• _DATA FOR THE TASK_
- - -

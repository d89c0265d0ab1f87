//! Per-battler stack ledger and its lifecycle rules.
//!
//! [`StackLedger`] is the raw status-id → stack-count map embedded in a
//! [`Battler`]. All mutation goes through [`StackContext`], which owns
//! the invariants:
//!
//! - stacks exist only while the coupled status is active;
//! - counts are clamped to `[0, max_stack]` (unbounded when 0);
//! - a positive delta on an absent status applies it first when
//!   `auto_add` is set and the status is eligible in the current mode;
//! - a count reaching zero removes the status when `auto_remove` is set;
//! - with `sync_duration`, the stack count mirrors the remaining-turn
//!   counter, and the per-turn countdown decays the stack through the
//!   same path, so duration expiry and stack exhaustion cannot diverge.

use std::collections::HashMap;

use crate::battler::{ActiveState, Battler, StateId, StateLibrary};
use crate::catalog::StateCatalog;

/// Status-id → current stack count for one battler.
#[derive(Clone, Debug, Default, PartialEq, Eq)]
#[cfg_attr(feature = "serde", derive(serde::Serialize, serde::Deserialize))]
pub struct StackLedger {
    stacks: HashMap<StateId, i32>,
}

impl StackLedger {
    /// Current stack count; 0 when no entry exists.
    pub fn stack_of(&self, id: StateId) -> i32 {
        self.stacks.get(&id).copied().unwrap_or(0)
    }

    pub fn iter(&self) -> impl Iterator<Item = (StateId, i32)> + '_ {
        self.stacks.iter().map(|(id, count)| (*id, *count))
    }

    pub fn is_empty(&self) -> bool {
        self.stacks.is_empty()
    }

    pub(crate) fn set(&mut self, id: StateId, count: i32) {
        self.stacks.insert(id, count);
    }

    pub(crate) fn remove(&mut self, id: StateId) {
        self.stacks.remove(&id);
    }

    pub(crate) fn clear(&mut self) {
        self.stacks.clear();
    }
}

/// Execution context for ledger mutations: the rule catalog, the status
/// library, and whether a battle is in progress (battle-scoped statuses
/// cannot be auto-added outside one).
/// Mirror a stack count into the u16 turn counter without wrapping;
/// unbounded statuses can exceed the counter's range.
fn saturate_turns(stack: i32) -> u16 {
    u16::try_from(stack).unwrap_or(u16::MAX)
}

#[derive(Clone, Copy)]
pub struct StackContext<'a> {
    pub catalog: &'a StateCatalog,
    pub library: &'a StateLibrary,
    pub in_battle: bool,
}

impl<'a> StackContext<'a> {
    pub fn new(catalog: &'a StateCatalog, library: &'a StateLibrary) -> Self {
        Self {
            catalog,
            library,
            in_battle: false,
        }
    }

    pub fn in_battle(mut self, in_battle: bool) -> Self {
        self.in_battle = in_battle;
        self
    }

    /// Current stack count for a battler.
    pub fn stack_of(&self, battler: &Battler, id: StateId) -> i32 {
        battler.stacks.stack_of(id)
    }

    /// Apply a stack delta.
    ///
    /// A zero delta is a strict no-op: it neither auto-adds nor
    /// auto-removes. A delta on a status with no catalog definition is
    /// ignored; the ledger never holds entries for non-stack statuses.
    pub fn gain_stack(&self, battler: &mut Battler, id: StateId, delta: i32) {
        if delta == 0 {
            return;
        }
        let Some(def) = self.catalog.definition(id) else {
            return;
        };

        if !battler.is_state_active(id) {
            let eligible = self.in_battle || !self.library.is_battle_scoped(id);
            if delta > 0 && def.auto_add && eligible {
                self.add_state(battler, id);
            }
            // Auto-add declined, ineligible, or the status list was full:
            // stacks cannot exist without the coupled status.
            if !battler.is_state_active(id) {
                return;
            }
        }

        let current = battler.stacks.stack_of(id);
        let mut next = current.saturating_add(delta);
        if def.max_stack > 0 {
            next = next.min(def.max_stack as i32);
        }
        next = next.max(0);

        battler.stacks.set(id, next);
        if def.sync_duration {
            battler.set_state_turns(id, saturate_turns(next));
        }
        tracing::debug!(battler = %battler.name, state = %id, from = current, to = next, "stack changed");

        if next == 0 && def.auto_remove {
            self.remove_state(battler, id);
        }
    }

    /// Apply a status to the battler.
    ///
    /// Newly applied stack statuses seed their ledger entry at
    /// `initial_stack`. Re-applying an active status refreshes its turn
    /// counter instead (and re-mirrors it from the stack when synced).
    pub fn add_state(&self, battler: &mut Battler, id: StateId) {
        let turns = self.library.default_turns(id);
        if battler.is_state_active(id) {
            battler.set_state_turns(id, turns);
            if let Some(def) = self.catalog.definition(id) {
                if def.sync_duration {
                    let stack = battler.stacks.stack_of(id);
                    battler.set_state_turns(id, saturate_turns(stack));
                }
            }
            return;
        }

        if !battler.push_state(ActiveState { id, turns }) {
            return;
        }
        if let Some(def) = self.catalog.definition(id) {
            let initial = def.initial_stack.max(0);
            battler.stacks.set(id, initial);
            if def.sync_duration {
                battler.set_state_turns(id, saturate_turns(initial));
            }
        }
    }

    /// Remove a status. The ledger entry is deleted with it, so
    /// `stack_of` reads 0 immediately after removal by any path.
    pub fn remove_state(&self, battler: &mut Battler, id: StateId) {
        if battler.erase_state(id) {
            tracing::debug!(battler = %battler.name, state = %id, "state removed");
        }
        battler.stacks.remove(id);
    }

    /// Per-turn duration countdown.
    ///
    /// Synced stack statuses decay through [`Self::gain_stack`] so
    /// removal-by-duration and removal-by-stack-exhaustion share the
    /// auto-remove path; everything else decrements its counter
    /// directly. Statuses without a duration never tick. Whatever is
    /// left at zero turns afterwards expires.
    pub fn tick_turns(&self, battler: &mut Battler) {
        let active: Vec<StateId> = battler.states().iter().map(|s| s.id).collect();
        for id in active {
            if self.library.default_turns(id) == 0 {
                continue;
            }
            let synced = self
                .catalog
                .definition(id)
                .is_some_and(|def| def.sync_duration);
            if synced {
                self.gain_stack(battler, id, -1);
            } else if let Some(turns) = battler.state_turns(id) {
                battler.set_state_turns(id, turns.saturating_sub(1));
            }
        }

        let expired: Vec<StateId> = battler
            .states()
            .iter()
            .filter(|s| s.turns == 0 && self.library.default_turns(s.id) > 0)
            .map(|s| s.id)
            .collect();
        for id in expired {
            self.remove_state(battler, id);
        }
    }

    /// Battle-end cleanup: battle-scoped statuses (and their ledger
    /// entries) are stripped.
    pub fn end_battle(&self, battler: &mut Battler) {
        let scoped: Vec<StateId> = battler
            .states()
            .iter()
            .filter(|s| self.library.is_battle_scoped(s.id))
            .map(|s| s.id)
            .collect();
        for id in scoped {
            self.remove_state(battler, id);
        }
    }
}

- - -

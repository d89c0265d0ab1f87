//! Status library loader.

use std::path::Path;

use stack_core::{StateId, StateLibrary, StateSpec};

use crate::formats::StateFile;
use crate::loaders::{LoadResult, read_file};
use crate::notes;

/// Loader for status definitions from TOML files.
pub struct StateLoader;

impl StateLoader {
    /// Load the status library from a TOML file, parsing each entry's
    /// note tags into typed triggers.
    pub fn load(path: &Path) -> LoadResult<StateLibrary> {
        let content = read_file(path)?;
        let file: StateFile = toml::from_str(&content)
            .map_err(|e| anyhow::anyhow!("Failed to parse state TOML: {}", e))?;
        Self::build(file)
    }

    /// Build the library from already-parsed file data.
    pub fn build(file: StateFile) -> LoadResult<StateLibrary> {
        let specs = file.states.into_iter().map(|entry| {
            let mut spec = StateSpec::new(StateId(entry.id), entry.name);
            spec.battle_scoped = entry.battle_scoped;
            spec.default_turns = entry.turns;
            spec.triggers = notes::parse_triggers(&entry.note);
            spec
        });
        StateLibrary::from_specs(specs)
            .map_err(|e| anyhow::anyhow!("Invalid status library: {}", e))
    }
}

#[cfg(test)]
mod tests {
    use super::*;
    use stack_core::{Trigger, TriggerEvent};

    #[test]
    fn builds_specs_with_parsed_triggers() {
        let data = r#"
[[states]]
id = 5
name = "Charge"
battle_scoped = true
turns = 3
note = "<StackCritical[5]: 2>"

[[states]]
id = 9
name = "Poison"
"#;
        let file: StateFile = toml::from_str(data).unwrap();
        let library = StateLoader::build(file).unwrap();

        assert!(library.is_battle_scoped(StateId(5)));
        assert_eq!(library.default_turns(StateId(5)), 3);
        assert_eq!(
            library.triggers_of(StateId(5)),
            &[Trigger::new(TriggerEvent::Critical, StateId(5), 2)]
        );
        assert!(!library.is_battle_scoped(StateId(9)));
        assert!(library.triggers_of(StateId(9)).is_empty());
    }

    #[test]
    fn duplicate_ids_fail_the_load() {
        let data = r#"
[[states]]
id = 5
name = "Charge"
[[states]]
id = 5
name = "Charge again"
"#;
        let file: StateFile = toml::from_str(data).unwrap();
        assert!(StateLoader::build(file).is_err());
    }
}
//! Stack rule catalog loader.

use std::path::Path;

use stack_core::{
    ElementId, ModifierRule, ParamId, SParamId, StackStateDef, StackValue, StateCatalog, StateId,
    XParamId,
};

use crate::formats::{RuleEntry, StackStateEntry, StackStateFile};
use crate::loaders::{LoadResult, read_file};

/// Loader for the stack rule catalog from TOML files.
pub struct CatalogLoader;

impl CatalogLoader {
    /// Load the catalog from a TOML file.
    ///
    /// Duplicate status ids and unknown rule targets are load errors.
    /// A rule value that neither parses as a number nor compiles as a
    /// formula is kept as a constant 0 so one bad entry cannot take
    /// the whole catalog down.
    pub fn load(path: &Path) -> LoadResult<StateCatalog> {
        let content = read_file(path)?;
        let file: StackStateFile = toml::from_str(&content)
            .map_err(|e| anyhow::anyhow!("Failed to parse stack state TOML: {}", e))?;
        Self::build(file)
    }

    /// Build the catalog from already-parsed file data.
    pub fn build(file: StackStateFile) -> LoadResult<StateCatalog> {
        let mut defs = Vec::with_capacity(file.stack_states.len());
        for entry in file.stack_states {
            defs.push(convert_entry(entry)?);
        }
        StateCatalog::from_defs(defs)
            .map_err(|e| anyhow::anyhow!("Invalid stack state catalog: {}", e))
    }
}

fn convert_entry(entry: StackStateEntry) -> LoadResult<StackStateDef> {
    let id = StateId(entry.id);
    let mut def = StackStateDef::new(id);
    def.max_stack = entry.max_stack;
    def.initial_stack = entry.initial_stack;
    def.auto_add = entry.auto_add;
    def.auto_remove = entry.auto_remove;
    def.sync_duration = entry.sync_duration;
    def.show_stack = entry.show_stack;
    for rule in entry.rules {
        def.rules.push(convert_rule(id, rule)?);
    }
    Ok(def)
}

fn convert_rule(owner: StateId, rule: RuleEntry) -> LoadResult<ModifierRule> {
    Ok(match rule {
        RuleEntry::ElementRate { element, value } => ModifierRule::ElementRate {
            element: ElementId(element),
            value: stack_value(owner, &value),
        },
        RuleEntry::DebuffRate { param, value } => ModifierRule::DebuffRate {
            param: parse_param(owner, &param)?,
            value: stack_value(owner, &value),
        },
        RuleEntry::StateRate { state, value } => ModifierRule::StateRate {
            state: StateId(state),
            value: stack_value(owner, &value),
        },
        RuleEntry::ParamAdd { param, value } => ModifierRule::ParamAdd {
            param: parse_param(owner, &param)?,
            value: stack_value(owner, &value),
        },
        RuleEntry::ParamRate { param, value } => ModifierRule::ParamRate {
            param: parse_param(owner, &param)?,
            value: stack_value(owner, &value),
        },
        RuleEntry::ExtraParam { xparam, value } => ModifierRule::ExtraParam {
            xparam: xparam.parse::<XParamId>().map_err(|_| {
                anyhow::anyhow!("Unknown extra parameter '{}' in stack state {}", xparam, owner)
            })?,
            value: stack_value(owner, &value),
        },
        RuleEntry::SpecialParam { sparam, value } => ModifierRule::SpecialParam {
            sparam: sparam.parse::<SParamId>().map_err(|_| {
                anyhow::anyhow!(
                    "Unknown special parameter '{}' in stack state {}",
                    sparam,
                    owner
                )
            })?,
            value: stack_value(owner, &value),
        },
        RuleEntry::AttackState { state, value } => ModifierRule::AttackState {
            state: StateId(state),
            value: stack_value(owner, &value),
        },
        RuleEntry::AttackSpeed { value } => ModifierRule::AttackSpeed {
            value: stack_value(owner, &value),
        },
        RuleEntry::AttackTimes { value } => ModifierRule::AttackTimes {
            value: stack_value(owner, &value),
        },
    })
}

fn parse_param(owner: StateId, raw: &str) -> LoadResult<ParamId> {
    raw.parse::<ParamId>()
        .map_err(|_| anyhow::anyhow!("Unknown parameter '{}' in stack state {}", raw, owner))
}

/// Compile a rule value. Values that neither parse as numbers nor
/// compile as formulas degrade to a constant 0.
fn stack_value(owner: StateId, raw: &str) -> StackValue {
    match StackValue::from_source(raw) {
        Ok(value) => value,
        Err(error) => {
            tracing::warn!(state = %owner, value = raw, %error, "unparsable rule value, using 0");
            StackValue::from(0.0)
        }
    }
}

- - -

• _WORK REQUIRED_
If a line in the records includes the string "StateLoader", copy it.

• _PROBLEM SOLUTION_
pub struct StateLoader;
impl StateLoader {
        let library = StateLoader::build(file).unwrap();
        assert!(StateLoader::build(file).is_err());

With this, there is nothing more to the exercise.